My mother had gotten two horses a few years earlier and checked on them and on her bedeviling goats. She cooked restlessly, baking crumbly bread in coffee cans so that each loaf came out with the can’s seams printed on it. She made hard, flat cookies like wet mud thrown at a wall.
As I studied the flood, imagining all the ways to cross it, she joined me on the back porch.
“We’re going to leave soon,” she told me, and my heart beat with an excitement so involuntary, so sudden, that it ached.
“Where?”
“We’re moving. Just you and me and your brother and sister.”
“What about André?”
“He’s staying here.”
“When will we come back?”
The wind gusted in her hair as she stared beyond the smooth surface of the water to the mountain.

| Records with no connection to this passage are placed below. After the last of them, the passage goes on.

use std::path::{Path, PathBuf};

use structopt::StructOpt;

use covid_trends::{
	align_from_threshold, default_output, load_global_table, magic_open, naive_today,
	render_active, render_compare, render_daily_new, render_first, render_overview,
	sum_by_geography, CaseCounters, CaseKind, DerivedData, Error, Fetcher, GeoSelector,
	RawData, Series,
};


static DEFAULT_COMPARE: [&'static str; 10] = [
	"US",
	"United Kingdom",
	"Singapore",
	"China",
	"Italy",
	"Korea, South",
	"Germany",
	"Iran",
	"Vietnam",
	"Slovakia",
];


#[derive(Debug, StructOpt)]
#[structopt(name = "jhu_plots", about = "Render COVID-19 trend charts from the JHU CSSE tables")]
struct Opt {
	/// Country to chart
	#[structopt(long, default_value = "US")]
	country: String,

	/// Province or state within the country; omit for the whole country
	#[structopt(long)]
	province: Option<String>,

	/// Confirmed count a series must reach to enter the aligned charts
	#[structopt(long, default_value = "100")]
	confirmed_threshold: u64,

	/// Death count a series must reach to enter the death comparison chart
	#[structopt(long, default_value = "25")]
	death_threshold: u64,

	/// Country for the comparison charts; repeat for several
	#[structopt(long = "compare")]
	compare: Vec<String>,

	/// Where to put the death comparison chart
	#[structopt(long, parse(from_os_str))]
	deaths_out: Option<PathBuf>,

	/// Directory with the downloaded table snapshots
	#[structopt(long, default_value = "data", parse(from_os_str))]
	data_dir: PathBuf,

	/// Directory for the rendered charts
	#[structopt(long, default_value = "plots", parse(from_os_str))]
	plots_dir: PathBuf,

	/// Use existing snapshots only, do not download
	#[structopt(long)]
	offline: bool,
}


fn load_table(kind: CaseKind, dir: &Path) -> Result<CaseCounters, Error> {
	let mut path = Fetcher::cached_path(dir, kind);
	if !path.is_file() {
		// offline runs may only have gzipped snapshots lying around
		let mut name = path.into_os_string();
		name.push(".gz");
		path = PathBuf::from(name);
	}
	println!("loading {} table from {} ...", kind, path.display());
	let r = magic_open(&path)?;
	let mut progress = default_output();
	load_global_table(&mut *progress, kind, r)
}

fn load_raw(dir: &Path) -> Result<RawData, Error> {
	Ok(RawData{
		confirmed: load_table(CaseKind::Confirmed, dir)?,
		recovered: load_table(CaseKind::Recovered, dir)?,
		deaths: load_table(CaseKind::Deaths, dir)?,
	})
}


fn chart_overview(path: &Path, title: &str, raw: &RawData, selector: &GeoSelector) -> Result<(), Error> {
	let mut series: Vec<(CaseKind, Series<u64>)> = Vec::new();
	for kind in CaseKind::ALL.iter() {
		series.push((
			*kind,
			sum_by_geography(kind.table_name(), raw.table(*kind), selector)?,
		));
	}
	render_overview(path, title, &series[..])
}

fn chart_active(path: &Path, title: &str, derived: &DerivedData, selector: &GeoSelector) -> Result<(), Error> {
	let series = sum_by_geography("active", &derived.active, selector)?;
	render_active(path, title, &series)
}

fn chart_daily_new(path: &Path, title: &str, derived: &DerivedData, selector: &GeoSelector) -> Result<(), Error> {
	let series = sum_by_geography("daily new", &derived.daily_new, selector)?;
	render_daily_new(path, title, &series)
}

fn chart_first(
		path: &Path,
		title: &str,
		x_desc: &str,
		raw: &RawData,
		selector: &GeoSelector,
		threshold: u64,
) -> Result<(), Error> {
	let series = sum_by_geography("confirmed", &raw.confirmed, selector)?;
	let aligned = align_from_threshold(&series, threshold);
	if aligned.is_none() {
		println!("{}: confirmed count never reached {}, chart stays empty", selector, threshold);
	}
	render_first(path, title, x_desc, aligned.as_ref())
}

fn chart_compare(
		path: &Path,
		title: &str,
		x_desc: &str,
		table_name: &'static str,
		table: &CaseCounters,
		countries: &[String],
		threshold: u64,
) -> Result<(), Error> {
	let mut entries = Vec::new();
	for country in countries {
		let selector = GeoSelector::new(country, None);
		let series = match sum_by_geography(table_name, table, &selector) {
			Ok(s) => s,
			Err(e @ Error::NotFound{..}) => {
				eprintln!("{}", e);
				continue
			},
			Err(e) => return Err(e),
		};
		match align_from_threshold(&series, threshold) {
			Some(a) => entries.push((country.clone(), a)),
			None => println!("{}: {} count never reached {}, leaving it off the chart", country, table_name, threshold),
		}
	}
	render_compare(path, title, x_desc, &entries[..])
}


/// A chart whose geography does not exist only loses that chart; everything
/// else aborts the run.
fn run_chart(path: &Path, result: Result<(), Error>) -> Result<(), Error> {
	match result {
		Ok(()) => {
			println!("wrote {}", path.display());
			Ok(())
		},
		Err(e @ Error::NotFound{..}) => {
			eprintln!("skipping {}: {}", path.display(), e);
			Ok(())
		},
		Err(e) => Err(e),
	}
}


fn main() -> Result<(), Box<dyn std::error::Error>> {
	let opt = Opt::from_args();
	std::fs::create_dir_all(&opt.data_dir)?;
	std::fs::create_dir_all(&opt.plots_dir)?;

	if !opt.offline {
		let fetcher = Fetcher::new();
		let mut progress = default_output();
		for kind in CaseKind::ALL.iter() {
			println!("fetching {} table ...", kind);
			fetcher.download(&mut *progress, *kind, &opt.data_dir)?;
		}
	}

	let raw = load_raw(&opt.data_dir)?;
	println!("computing derived tables ...");
	let derived = DerivedData::compute(&raw)?;

	let selector = GeoSelector::new(&opt.country, opt.province.as_deref());
	let as_of = match raw.confirmed.axis().last() {
		Some(d) => d.format("%Y-%m-%d").to_string(),
		None => "?".to_string(),
	};
	let compare: Vec<String> = if opt.compare.is_empty() {
		DEFAULT_COMPARE.iter().map(|s| s.to_string()).collect()
	} else {
		opt.compare.clone()
	};

	println!("rendering charts ...");
	{
		let path = opt.plots_dir.join("case_by_country.png");
		let title = format!("COVID-19 cases in {} (as of {})", selector, as_of);
		run_chart(&path, chart_overview(&path, &title, &raw, &selector))?;
	}
	{
		let path = opt.plots_dir.join("active_case_by_country.png");
		let title = format!("Active COVID-19 cases in {} (as of {})", selector, as_of);
		run_chart(&path, chart_active(&path, &title, &derived, &selector))?;
	}
	{
		let path = opt.plots_dir.join("daily_case_by_country.png");
		let title = format!("Daily new COVID-19 cases in {} (as of {})", selector, as_of);
		run_chart(&path, chart_daily_new(&path, &title, &derived, &selector))?;
	}
	{
		let path = opt.plots_dir.join("case_first_confirmed.png");
		let title = format!("COVID-19 cases in {} (as of {})", selector, as_of);
		let x_desc = format!("Days since {}th confirmed case", opt.confirmed_threshold);
		run_chart(&path, chart_first(&path, &title, &x_desc, &raw, &selector, opt.confirmed_threshold))?;
	}
	let today = naive_today().format("%Y-%m-%d").to_string();
	{
		let path = opt.plots_dir.join("compare_first_confirmed.png");
		let title = format!("As of {}", today);
		let x_desc = format!("Days since {}th confirmed case", opt.confirmed_threshold);
		run_chart(&path, chart_compare(
			&path, &title, &x_desc,
			"confirmed", &raw.confirmed,
			&compare[..], opt.confirmed_threshold,
		))?;
	}
	{
		let path = match &opt.deaths_out {
			Some(p) => p.clone(),
			None => opt.plots_dir.join("compare_first_death.png"),
		};
		let title = format!("As of {}", today);
		let x_desc = format!("Days since {}th death case", opt.death_threshold);
		run_chart(&path, chart_compare(
			&path, &title, &x_desc,
			"death", &raw.deaths,
			&compare[..], opt.death_threshold,
		))?;
	}

	Ok(())
}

“We’re not coming back,” she said, her voice almost breaking.
“Ever?” Though I loved the idea of setting out, the valley was the one place we’d returned to after our many temporary homes, and I’d never known spring or summer anywhere else. I couldn’t imagine not seeing it or my father again.
My mother stared off, lips slightly parted so that I thought she might speak. She narrowed her eyes, staring as if to see past the limits of the sky.
✴
THE NEXT MORNING, I walked out to where the water began. The grass appeared distorted, like the bottom of a swimming pool, undulating. Far off, the tops of a few Christmas trees showed, and then there was simply the deluge stretching on toward the mountain.

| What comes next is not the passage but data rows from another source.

use std::fmt;
use std::io;
use std::path::{Path, PathBuf};

use crate::geo::GeoSelector;


/// Everything that can go wrong between a snapshot URL and a rendered chart.
///
/// All variants abort the run, except that a `NotFound` raised while
/// preparing one chart only kills that chart. "Series never reached the
/// threshold" is not an error at all, see `align_from_threshold`.
#[derive(Debug)]
pub enum Error {
	Fetch{url: String, detail: String},
	Io(io::Error),
	Csv{table: &'static str, source: csv::Error},
	Parse{table: &'static str, column: String, detail: String},
	Schema{table: &'static str, detail: String},
	NotFound{table: &'static str, selector: GeoSelector, matches: usize},
	Alignment{left: &'static str, right: &'static str, detail: String},
	Render{path: PathBuf, detail: String},
}

impl Error {
	pub fn fetch<D: fmt::Display>(url: &str, detail: D) -> Self {
		Self::Fetch{url: url.into(), detail: detail.to_string()}
	}

	pub fn render<D: fmt::Display>(path: &Path, detail: D) -> Self {
		Self::Render{path: path.to_path_buf(), detail: detail.to_string()}
	}
}

impl fmt::Display for Error {
	fn fmt<'f>(&self, f: &'f mut fmt::Formatter) -> fmt::Result {
		match self {
			Self::Fetch{url, detail} => write!(f, "failed to fetch {}: {}", url, detail),
			Self::Io(e) => fmt::Display::fmt(e, f),
			Self::Csv{table, source} => write!(f, "{} table: {}", table, source),
			Self::Parse{table, column, detail} => write!(f, "{} table: cannot parse column {:?}: {}", table, column, detail),
			Self::Schema{table, detail} => write!(f, "{} table: invalid schema: {}", table, detail),
			Self::NotFound{table, selector, matches} => match matches {
				0 => write!(f, "no rows for {} in {} table", selector, table),
				n => write!(f, "ambiguous match ({} rows) for {} in {} table", n, selector, table),
			},
			Self::Alignment{left, right, detail} => write!(f, "{} and {} tables are not aligned: {}", left, right, detail),
			Self::Render{path, detail} => write!(f, "failed to render {}: {}", path.display(), detail),
		}
	}
}

impl From<io::Error> for Error {
	fn from(err: io::Error) -> Self {
		Self::Io(err)
	}
}

impl std::error::Error for Error {}
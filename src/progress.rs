use std::io;
use std::io::Write;
use std::time;


/// Receives progress updates from long-running load/download loops.
pub trait ProgressSink {
	fn update(&mut self, inow: usize);
	fn finish(&mut self, inow: usize);
}


/// Carriage-return meter for interactive terminals.
pub struct TermMeter {
	t0: time::Instant,
	tprev: time::Instant,
	iprev: usize,
}

impl TermMeter {
	pub fn new() -> Self {
		let now = time::Instant::now();
		Self{
			t0: now,
			tprev: now,
			iprev: 0,
		}
	}
}

impl ProgressSink for TermMeter {
	fn update(&mut self, inow: usize) {
		let now = time::Instant::now();
		let dt = (now - self.tprev).as_secs_f64();
		if dt <= 0.0 {
			return
		}
		let rate = (inow - self.iprev) as f64 / dt;
		print!("{:12} [{:9.1}/s]\r", inow, rate);
		io::stdout().flush().ok();
		self.iprev = inow;
		self.tprev = now;
	}

	fn finish(&mut self, inow: usize) {
		let dt = (time::Instant::now() - self.t0).as_secs_f64();
		let rate = if dt > 0.0 {
			inow as f64 / dt
		} else {
			0.0
		};
		println!("{:12} [{:9.1}/s]", inow, rate);
	}
}


pub struct NullSink;

impl ProgressSink for NullSink {
	fn update(&mut self, _inow: usize) {}
	fn finish(&mut self, _inow: usize) {}
}


/// Throttles per-item updates so the sink only sees every `interval`-th one.
pub struct CountMeter<'x, S: ProgressSink + ?Sized> {
	sink: &'x mut S,
	interval: usize,
	last: usize,
}

impl<'x, S: ProgressSink + ?Sized> CountMeter<'x, S> {
	pub fn new(sink: &'x mut S, interval: usize) -> Self {
		assert!(interval > 0);
		Self{sink, interval, last: 0}
	}

	pub fn step(&mut self, inow: usize) {
		if inow / self.interval > self.last / self.interval {
			self.sink.update(inow);
			self.last = inow;
		}
	}

	pub fn finish(self, inow: usize) {
		self.sink.finish(inow);
	}
}


/// Meter for a terminal run, silence otherwise (logs, cron).
pub fn default_output() -> Box<dyn ProgressSink> {
	if isatty::stdout_isatty() {
		Box::new(TermMeter::new())
	} else {
		Box::new(NullSink)
	}
}


#[cfg(test)]
mod tests {
	use super::*;

	struct Recorder {
		updates: Vec<usize>,
		finished: Option<usize>,
	}

	impl ProgressSink for Recorder {
		fn update(&mut self, inow: usize) {
			self.updates.push(inow);
		}

		fn finish(&mut self, inow: usize) {
			self.finished = Some(inow);
		}
	}

	#[test]
	fn count_meter_throttles_updates() {
		let mut rec = Recorder{updates: Vec::new(), finished: None};
		{
			let mut pm = CountMeter::new(&mut rec, 10);
			for i in 1..=35 {
				pm.step(i);
			}
			pm.finish(35);
		}
		assert_eq!(rec.updates, vec![10, 20, 30]);
		assert_eq!(rec.finished, Some(35));
	}
}
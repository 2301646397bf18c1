use std::ffi::OsString;
use std::fs;
use std::io;
use std::io::Read;
use std::path::Path;

use flate2;


/// Opens a local snapshot, decompressing transparently if the file name
/// says so. Lets cached downloads be gzipped without anyone caring.
pub fn magic_open<P: AsRef<Path>>(path: P) -> io::Result<Box<dyn Read>> {
	let path = path.as_ref();
	let f = fs::File::open(path)?;
	match path.extension() {
		Some(ext) if ext == "gz" => Ok(Box::new(flate2::read::GzDecoder::new(f))),
		_ => Ok(Box::new(f)),
	}
}


/// Writes through a temporary file and renames over the target, so a failed
/// download never clobbers the previous snapshot.
pub fn replace_file<P, T, F>(path: P, f: F) -> io::Result<T>
	where P: AsRef<Path>, F: FnOnce(&mut fs::File) -> io::Result<T>
{
	let path = path.as_ref();
	let mut tmp_name: OsString = match path.file_name() {
		Some(name) => name.to_os_string(),
		None => return Err(io::Error::new(io::ErrorKind::InvalidInput, "path has no file name")),
	};
	tmp_name.push(".tmp");
	let tmp = path.with_file_name(tmp_name);
	let mut w = fs::File::create(&tmp)?;
	let result = match f(&mut w) {
		Ok(v) => v,
		Err(e) => {
			drop(w);
			let _ = fs::remove_file(&tmp);
			return Err(e)
		},
	};
	w.sync_all()?;
	drop(w);
	fs::rename(&tmp, path)?;
	Ok(result)
}


#[cfg(test)]
mod tests {
	use super::*;
	use std::io::Write;

	#[test]
	fn replace_file_leaves_target_untouched_on_failure() {
		let dir = std::env::temp_dir().join("covid-trends-ioutil-test");
		fs::create_dir_all(&dir).unwrap();
		let target = dir.join("snapshot.csv");
		fs::write(&target, b"old").unwrap();

		let err = replace_file(&target, |w| -> io::Result<()> {
			w.write_all(b"partial")?;
			Err(io::Error::new(io::ErrorKind::Other, "connection lost"))
		});
		assert!(err.is_err());
		assert_eq!(fs::read(&target).unwrap(), b"old");

		replace_file(&target, |w| w.write_all(b"new")).unwrap();
		assert_eq!(fs::read(&target).unwrap(), b"new");
		fs::remove_dir_all(&dir).unwrap();
	}
}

I wanted to worry that we were leaving, but it seemed impossible—not just because of the flood, but because my parents often said crazy things that never happened. Besides, just before going to work, my father had made a comment that now obsessed me.
“I bet carp are swimming up from the rivers, right through the fields. If we take the boat and shine the flashlight in the water, we’ll see them.”
I couldn’t think of anything but carp—gliding out of the river, nestling in the branches of submerged trees, riding currents through the beams of flashlights.
The rowboat lay upside down in the shed, and I discussed with my invisible friends whether we should take it and do some exploring. Eleven of them were in agreement, making me suspect that I had eleven invisible friends but maybe only one spirit guide. The guide was concerned. In fact, he sounded a lot like my brother later did.
“We’re not allowed,” he said.
“Come on. Just for a little while. There are carp out there.”
“No. We can’t. We’ll get washed away by the river and die.”
In the past, my father had been more open to ideas like this, but I suspected that convincing him to do something wild might not be as easy as before.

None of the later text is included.